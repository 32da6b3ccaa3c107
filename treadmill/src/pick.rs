//! `treadmill --pick`: harvest the treadmill PR into the current branch.
//!
//! Run on a branch whose HEAD is a fresh vendor commit. The treadmill commit
//! from the open treadmill PR is cherry-picked on top, with its message
//! trimmed down to the part a reviewer cares about.

use std::path::Path;

use anyhow::{Context, Result};
use chrono::{Local, Utc};
use rand::{Rng, distributions::Alphanumeric};
use tracing::{info, instrument};

use crate::core::base::{BaseDecision, BaseRelation, classify_base, decide};
use crate::core::message::PickMessage;
use crate::error::Halt;
use crate::io::config::TreadmillConfig;
use crate::io::git::Git;
use crate::io::github::{SearchApi, locate_treadmill_pr};
use crate::io::manifest::{read_pinned_at, read_pinned_worktree};
use crate::io::tools::ToolRunner;
use crate::options::{Mode, Options};
use crate::preflight::ensure_vendor_commit;
use crate::report;
use crate::verify::verify;

#[derive(Debug, Clone, PartialEq, Eq)]
pub enum PickOutcome {
    DryRun { pr: u64 },
    Picked { pr: u64, relation: BaseRelation },
}

/// Fork points of both branches and how they relate.
#[derive(Debug, Clone, PartialEq, Eq)]
pub struct BaseComparison {
    pub local: String,
    pub remote: String,
    pub relation: BaseRelation,
}

/// Compare where `local` and `remote` forked from `base`.
#[instrument(skip_all, fields(base, local, remote))]
pub fn compare_bases(git: &Git, base: &str, local: &str, remote: &str) -> Result<BaseComparison> {
    let local_fp = git.fork_point(base, local)?;
    let remote_fp = git.fork_point(base, remote)?;
    let relation = classify_base(&local_fp, &remote_fp, || {
        git.is_ancestor(&local_fp, &remote_fp)
    })?;
    info!(?relation, local = %local_fp, remote = %remote_fp, "fork points");
    Ok(BaseComparison {
        local: local_fp,
        remote: remote_fp,
        relation,
    })
}

#[instrument(skip_all, fields(root = %root.display()))]
pub fn run_pick<S: SearchApi, R: ToolRunner>(
    root: &Path,
    cfg: &TreadmillConfig,
    opts: &Options,
    search: &S,
    tools: &R,
) -> Result<PickOutcome> {
    let git = Git::new(root);
    let integration = cfg.integration_branch.as_str();

    let branch = git.working_branch(integration)?;
    ensure_vendor_commit(&git, cfg, "HEAD")
        .context("--pick must run on top of a fresh vendor commit")?;
    let upstream = git.upstream_remote(&cfg.upstream.repo)?;

    report::step(&format!(
        "Looking for the treadmill PR in {}",
        cfg.upstream.repo
    ));
    let pr = locate_treadmill_pr(search, &cfg.upstream.repo, &cfg.treadmill.pr_title)?;
    report::note(&format!("found PR #{pr}"));

    if opts.dry_run {
        report::dry_run(&format!(
            "would fetch PR #{pr} from {upstream} and compare its base with {branch}"
        ));
        report::dry_run(&format!(
            "would cherry-pick its treadmill commit onto {branch}, then build and check"
        ));
        return Ok(PickOutcome::DryRun { pr });
    }

    let temp = temp_branch_name();
    report::step(&format!("Fetching PR #{pr} into {temp}"));
    git.fetch(&upstream, &format!("pull/{pr}/head:{temp}"))?;

    let remote_base = format!("refs/remotes/{upstream}/{integration}");
    git.fetch(&upstream, &format!("{integration}:{remote_base}"))?;

    let bases = compare_bases(&git, &remote_base, "HEAD", &temp)?;
    match decide(bases.relation, opts.accept_stale_base) {
        BaseDecision::Proceed => {}
        BaseDecision::ProceedWithNote => match bases.relation {
            BaseRelation::RemoteNewer => report::warn(&format!(
                "PR #{pr} is based on newer {integration}; picking anyway (--accept-stale-base)"
            )),
            _ => report::note(&format!(
                "{branch} is based on newer {integration} than PR #{pr}"
            )),
        },
        BaseDecision::Stop => {
            git.delete_branch(&temp)?;
            return Err(Halt::StaleBase {
                pr,
                integration: integration.to_string(),
                local: bases.local,
                remote: bases.remote,
            }
            .into());
        }
    }

    let ours = read_pinned_worktree(root, &cfg.manifest.lock_file, &cfg.dependency.module)?;
    let theirs = read_pinned_at(&git, &temp, &cfg.manifest.lock_file, &cfg.dependency.module)?;
    if ours != theirs {
        report::warn(&format!(
            "PR #{pr} was vendored with {theirs}, this branch has {ours}; the picked changes may not fit"
        ));
    }

    let original = git.message(&temp)?;
    report::step(&format!("Cherry-picking the treadmill commit from PR #{pr}"));
    git.cherry_pick_allow_empty(&temp).with_context(|| {
        format!(
            "cherry-pick of PR #{pr} failed; resolve it or run `git cherry-pick --abort`, \
             then `git branch -D {temp}`"
        )
    })?;
    let date = Local::now().format("%Y-%m-%d").to_string();
    let message = PickMessage {
        original: &original,
        pr_number: pr,
        module: &cfg.dependency.module,
        tool_version: env!("CARGO_PKG_VERSION"),
        date: &date,
    }
    .render();
    git.amend_message(&message)?;
    git.delete_branch(&temp)?;
    info!(pr, branch = %branch, "picked treadmill commit");

    verify(root, cfg, Mode::Pick, tools)?;
    Ok(PickOutcome::Picked {
        pr,
        relation: bases.relation,
    })
}

fn temp_branch_name() -> String {
    let mut rng = rand::thread_rng();
    let suffix: String = std::iter::repeat_with(|| rng.sample(Alphanumeric))
        .map(char::from)
        .take(6)
        .collect::<String>()
        .to_lowercase();
    format!(
        "treadmill-pick-{}-{suffix}",
        Utc::now().format("%Y%m%d%H%M%S")
    )
}

#[cfg(test)]
mod tests {
    use super::*;
    use regex::Regex;

    #[test]
    fn temp_branch_names_are_unique_and_valid() {
        let pattern = Regex::new(r"^treadmill-pick-\d{14}-[a-z0-9]{6}$").expect("regex");
        let a = temp_branch_name();
        let b = temp_branch_name();
        assert!(pattern.is_match(&a), "{a}");
        assert_ne!(a, b);
    }
}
################
- Instructions to follow -
Copy exactly the lines that run from the first line of the data to the line containing "reviewer cares about.", please, with both ends included and nothing else.

- Solved exercise -
repository 32da6b3ccaa3c107
filename treadmill/src/pick.rs
//! `treadmill --pick`: harvest the treadmill PR into the current branch.
//!
//! Run on a branch whose HEAD is a fresh vendor commit. The treadmill commit
//! from the open treadmill PR is cherry-picked on top, with its message
//! trimmed down to the part a reviewer cares about.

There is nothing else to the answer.